Dataset entries:
==========

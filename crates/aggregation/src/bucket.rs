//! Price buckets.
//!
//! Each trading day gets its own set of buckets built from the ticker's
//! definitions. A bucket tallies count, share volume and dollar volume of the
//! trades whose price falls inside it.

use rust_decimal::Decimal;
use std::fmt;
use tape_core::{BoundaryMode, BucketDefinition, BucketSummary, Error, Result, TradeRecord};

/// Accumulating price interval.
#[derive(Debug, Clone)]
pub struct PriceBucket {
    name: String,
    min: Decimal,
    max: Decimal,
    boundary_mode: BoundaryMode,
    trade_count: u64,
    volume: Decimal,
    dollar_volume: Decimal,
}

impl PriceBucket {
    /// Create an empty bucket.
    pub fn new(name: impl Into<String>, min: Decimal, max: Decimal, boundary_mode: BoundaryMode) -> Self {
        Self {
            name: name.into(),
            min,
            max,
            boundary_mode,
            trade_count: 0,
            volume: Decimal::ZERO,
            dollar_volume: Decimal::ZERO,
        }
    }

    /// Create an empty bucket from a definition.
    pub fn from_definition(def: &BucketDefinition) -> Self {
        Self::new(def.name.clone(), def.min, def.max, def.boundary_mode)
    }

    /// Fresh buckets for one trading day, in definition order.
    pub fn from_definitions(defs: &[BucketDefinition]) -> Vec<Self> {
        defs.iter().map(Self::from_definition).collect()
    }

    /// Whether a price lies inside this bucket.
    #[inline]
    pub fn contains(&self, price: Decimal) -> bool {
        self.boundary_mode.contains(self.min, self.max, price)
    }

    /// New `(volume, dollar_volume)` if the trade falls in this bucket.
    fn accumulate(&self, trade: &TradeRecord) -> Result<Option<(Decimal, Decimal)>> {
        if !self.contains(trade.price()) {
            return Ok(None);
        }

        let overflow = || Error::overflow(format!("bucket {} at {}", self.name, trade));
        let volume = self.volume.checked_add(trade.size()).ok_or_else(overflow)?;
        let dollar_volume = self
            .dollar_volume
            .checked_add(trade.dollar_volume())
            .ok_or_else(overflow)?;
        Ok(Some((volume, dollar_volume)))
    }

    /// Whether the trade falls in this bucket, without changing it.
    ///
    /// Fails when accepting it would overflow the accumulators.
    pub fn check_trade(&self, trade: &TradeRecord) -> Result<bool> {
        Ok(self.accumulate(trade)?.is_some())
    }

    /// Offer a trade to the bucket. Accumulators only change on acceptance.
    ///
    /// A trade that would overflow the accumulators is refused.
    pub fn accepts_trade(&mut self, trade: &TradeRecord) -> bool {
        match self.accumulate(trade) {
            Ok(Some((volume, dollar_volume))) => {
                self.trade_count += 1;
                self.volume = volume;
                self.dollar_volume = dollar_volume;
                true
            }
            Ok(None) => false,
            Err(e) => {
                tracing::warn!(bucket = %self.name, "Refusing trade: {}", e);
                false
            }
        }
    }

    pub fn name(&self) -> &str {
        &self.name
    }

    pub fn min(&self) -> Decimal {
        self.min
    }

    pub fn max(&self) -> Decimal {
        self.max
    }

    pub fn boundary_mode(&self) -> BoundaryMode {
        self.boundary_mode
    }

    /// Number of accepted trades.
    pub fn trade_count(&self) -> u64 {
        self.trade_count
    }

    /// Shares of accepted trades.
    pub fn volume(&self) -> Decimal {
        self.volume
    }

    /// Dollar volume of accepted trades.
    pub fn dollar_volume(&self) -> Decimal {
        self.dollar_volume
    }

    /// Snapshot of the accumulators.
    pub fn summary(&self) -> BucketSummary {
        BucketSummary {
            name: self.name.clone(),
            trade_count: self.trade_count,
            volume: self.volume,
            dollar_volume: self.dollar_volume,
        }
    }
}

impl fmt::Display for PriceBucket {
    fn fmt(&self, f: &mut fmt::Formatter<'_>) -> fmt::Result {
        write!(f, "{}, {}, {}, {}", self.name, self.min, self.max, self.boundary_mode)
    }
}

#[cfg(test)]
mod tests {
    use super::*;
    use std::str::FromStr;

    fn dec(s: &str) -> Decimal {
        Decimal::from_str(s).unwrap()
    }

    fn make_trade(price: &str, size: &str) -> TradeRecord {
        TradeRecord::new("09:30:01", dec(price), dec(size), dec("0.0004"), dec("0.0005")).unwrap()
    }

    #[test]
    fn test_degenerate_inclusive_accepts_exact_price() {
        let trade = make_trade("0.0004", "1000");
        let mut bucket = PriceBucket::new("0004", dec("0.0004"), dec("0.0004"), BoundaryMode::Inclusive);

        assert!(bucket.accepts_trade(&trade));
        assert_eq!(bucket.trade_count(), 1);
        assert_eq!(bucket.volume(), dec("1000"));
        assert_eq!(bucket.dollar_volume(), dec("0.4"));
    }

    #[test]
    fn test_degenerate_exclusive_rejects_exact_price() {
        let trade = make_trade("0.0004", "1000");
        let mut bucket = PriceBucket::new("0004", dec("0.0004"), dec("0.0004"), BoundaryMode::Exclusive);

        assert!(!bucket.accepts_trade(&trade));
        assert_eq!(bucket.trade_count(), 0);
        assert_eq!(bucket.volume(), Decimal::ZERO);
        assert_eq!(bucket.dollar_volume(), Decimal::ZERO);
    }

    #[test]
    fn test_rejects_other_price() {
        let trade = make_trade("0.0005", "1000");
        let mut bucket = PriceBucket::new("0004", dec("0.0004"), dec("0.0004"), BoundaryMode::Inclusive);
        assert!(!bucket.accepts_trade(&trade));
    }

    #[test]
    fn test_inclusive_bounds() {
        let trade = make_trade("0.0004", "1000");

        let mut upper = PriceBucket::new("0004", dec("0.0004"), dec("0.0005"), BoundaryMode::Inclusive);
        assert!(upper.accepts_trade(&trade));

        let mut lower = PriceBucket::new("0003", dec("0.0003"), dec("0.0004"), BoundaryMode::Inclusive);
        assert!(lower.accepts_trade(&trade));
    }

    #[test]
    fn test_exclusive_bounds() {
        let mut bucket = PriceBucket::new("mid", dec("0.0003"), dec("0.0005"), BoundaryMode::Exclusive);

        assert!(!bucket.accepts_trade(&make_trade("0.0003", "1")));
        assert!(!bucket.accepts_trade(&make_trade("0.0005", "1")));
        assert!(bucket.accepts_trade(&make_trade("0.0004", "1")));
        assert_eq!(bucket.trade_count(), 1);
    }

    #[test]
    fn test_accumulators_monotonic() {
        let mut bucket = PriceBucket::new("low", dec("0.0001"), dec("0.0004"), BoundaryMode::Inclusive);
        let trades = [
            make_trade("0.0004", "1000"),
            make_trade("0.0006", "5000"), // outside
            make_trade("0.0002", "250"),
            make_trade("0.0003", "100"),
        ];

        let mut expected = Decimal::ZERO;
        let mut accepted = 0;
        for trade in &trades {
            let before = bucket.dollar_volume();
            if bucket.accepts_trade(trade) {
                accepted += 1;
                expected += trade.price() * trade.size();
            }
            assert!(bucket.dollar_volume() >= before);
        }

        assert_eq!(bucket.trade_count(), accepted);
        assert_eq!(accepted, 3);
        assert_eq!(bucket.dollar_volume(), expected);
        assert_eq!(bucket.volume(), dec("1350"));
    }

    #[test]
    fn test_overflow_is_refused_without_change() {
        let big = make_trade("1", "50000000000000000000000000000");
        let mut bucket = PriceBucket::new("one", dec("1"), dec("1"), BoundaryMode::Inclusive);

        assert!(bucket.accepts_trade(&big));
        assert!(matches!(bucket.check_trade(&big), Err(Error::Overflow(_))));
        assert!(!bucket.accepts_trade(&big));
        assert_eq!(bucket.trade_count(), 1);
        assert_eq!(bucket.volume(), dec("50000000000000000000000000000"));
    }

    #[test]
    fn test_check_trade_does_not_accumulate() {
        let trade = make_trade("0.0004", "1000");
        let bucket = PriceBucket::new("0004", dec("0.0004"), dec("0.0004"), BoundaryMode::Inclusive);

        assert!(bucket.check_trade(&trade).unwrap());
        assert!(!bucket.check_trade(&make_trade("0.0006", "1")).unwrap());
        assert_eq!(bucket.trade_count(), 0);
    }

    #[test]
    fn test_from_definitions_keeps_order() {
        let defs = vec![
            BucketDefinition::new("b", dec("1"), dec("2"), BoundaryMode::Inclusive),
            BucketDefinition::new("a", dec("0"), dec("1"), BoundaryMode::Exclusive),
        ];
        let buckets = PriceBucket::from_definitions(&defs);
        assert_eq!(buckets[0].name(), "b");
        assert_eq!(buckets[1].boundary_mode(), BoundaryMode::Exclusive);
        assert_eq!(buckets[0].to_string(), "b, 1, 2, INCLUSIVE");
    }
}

==========

* [To do]: Your answer should be only the number of lines in the entries above that hold the string "upper".

* [Exercise output]: 2